::: Data to use

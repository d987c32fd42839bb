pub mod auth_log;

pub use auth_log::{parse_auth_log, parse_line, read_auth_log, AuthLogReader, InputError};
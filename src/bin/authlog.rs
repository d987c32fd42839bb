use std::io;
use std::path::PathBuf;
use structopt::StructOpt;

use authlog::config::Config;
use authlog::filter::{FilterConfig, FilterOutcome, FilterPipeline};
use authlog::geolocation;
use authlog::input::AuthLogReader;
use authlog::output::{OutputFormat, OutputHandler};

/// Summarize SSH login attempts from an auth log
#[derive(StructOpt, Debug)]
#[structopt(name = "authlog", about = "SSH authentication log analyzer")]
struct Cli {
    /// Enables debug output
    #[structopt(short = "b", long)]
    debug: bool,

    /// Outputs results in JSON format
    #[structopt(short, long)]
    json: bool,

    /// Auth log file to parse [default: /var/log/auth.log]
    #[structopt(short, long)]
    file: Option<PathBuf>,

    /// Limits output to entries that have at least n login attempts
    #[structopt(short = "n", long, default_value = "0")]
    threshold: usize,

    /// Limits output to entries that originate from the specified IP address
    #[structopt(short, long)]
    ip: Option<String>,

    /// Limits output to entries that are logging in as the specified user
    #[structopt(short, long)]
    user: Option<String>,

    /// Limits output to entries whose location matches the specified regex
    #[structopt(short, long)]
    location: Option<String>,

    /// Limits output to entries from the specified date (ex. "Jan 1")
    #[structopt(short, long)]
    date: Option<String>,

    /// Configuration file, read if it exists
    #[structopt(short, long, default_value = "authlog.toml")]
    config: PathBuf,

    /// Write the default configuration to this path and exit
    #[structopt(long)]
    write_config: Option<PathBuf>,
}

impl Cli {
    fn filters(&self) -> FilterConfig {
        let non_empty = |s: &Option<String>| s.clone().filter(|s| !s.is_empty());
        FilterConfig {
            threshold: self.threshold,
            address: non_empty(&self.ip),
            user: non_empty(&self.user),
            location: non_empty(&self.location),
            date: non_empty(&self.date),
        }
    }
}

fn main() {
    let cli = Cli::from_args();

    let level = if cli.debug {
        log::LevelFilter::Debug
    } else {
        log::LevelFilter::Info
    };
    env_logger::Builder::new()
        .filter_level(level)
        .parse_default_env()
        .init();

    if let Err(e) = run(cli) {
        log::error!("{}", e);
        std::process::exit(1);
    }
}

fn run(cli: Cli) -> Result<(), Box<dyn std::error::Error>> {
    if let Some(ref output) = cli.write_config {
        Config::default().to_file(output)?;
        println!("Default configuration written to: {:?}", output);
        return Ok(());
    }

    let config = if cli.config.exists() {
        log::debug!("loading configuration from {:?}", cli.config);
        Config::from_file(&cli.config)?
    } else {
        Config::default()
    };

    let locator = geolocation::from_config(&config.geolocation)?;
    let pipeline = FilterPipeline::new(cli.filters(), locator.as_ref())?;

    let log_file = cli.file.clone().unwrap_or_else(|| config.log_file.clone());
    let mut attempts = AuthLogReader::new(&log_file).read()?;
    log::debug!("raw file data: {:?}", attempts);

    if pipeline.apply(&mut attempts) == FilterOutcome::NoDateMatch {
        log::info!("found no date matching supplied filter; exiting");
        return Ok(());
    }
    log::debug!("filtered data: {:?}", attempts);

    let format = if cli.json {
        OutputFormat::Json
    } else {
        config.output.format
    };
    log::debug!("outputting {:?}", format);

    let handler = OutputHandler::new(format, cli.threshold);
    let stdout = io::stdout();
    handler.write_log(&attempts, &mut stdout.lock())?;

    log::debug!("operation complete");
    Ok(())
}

::::::

If a line in the records has the word "AuthLogReader", copy that line.

pub use auth_log::{parse_auth_log, parse_line, read_auth_log, AuthLogReader, InputError};
use authlog::input::AuthLogReader;
    let mut attempts = AuthLogReader::new(&log_file).read()?;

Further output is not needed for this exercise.